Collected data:
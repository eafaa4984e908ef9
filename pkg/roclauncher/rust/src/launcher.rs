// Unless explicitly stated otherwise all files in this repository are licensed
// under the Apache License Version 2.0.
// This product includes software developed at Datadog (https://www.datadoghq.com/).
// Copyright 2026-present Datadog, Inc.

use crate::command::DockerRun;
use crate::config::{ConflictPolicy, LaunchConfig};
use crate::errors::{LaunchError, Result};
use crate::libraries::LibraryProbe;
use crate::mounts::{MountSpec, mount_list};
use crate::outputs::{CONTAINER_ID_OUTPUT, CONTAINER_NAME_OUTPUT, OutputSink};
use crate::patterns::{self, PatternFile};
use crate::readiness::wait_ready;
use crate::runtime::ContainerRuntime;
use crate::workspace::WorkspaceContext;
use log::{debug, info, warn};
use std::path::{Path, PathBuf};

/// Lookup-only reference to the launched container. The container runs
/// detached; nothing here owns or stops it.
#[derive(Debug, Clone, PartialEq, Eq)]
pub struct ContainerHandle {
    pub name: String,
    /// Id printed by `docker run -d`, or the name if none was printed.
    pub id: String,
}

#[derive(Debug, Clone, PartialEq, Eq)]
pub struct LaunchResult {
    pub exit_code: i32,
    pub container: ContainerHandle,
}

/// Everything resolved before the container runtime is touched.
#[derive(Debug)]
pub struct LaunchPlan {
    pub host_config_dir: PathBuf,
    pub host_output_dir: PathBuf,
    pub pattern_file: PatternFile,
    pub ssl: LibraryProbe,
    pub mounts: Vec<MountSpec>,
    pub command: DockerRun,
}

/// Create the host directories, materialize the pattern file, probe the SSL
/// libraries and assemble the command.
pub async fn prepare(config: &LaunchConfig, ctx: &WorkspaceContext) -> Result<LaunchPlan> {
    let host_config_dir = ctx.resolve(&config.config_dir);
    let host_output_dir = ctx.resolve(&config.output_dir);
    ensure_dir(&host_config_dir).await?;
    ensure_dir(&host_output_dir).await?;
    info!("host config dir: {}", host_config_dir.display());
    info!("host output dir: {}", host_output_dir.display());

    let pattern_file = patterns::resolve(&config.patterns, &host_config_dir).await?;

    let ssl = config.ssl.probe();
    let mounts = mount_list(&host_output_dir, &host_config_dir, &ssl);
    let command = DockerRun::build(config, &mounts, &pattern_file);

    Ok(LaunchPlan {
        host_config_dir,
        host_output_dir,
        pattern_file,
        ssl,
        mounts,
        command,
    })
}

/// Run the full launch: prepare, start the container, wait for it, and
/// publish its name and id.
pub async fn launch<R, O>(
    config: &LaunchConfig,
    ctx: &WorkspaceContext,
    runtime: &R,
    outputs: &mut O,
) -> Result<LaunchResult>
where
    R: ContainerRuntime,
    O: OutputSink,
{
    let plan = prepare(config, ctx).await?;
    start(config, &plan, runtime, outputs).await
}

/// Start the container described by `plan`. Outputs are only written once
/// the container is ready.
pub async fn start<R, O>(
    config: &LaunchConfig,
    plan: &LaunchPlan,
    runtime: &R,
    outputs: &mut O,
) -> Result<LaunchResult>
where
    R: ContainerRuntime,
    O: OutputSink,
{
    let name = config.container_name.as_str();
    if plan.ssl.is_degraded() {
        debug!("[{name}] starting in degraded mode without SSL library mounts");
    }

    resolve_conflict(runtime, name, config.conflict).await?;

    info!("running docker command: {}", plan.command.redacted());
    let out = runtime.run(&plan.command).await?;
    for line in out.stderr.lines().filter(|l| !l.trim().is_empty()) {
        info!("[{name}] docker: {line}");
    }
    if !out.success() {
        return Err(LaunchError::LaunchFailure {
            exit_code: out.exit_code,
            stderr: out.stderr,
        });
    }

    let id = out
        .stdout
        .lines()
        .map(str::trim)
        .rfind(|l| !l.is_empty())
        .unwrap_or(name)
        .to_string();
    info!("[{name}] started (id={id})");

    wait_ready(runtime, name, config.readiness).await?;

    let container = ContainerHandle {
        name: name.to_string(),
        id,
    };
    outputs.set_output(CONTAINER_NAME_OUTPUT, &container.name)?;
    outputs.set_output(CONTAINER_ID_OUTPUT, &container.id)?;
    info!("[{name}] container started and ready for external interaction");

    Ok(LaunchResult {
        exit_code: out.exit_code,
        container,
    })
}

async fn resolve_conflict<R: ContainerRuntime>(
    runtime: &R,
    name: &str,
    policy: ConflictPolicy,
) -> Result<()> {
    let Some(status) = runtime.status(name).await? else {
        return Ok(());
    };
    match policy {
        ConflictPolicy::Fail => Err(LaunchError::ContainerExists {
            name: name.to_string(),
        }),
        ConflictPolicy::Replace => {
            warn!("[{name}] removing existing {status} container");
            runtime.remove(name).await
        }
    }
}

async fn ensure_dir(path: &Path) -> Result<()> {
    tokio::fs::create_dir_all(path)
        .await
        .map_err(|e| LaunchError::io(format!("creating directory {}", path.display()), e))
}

DIRECTIONS FOR THIS TASK -> Look above for the line with "use crate::command::DockerRun;" and the line with "pub struct LaunchResult", and reproduce exactly those two lines plus every line between, nothing more.

SOLUTION TO THE PROBLEM ->
use crate::command::DockerRun;
use crate::config::{ConflictPolicy, LaunchConfig};
use crate::errors::{LaunchError, Result};
use crate::libraries::LibraryProbe;
use crate::mounts::{MountSpec, mount_list};
use crate::outputs::{CONTAINER_ID_OUTPUT, CONTAINER_NAME_OUTPUT, OutputSink};
use crate::patterns::{self, PatternFile};
use crate::readiness::wait_ready;
use crate::runtime::ContainerRuntime;
use crate::workspace::WorkspaceContext;
use log::{debug, info, warn};
use std::path::{Path, PathBuf};

/// Lookup-only reference to the launched container. The container runs
/// detached; nothing here owns or stops it.
#[derive(Debug, Clone, PartialEq, Eq)]
pub struct ContainerHandle {
    pub name: String,
    /// Id printed by `docker run -d`, or the name if none was printed.
    pub id: String,
}

#[derive(Debug, Clone, PartialEq, Eq)]
pub struct LaunchResult {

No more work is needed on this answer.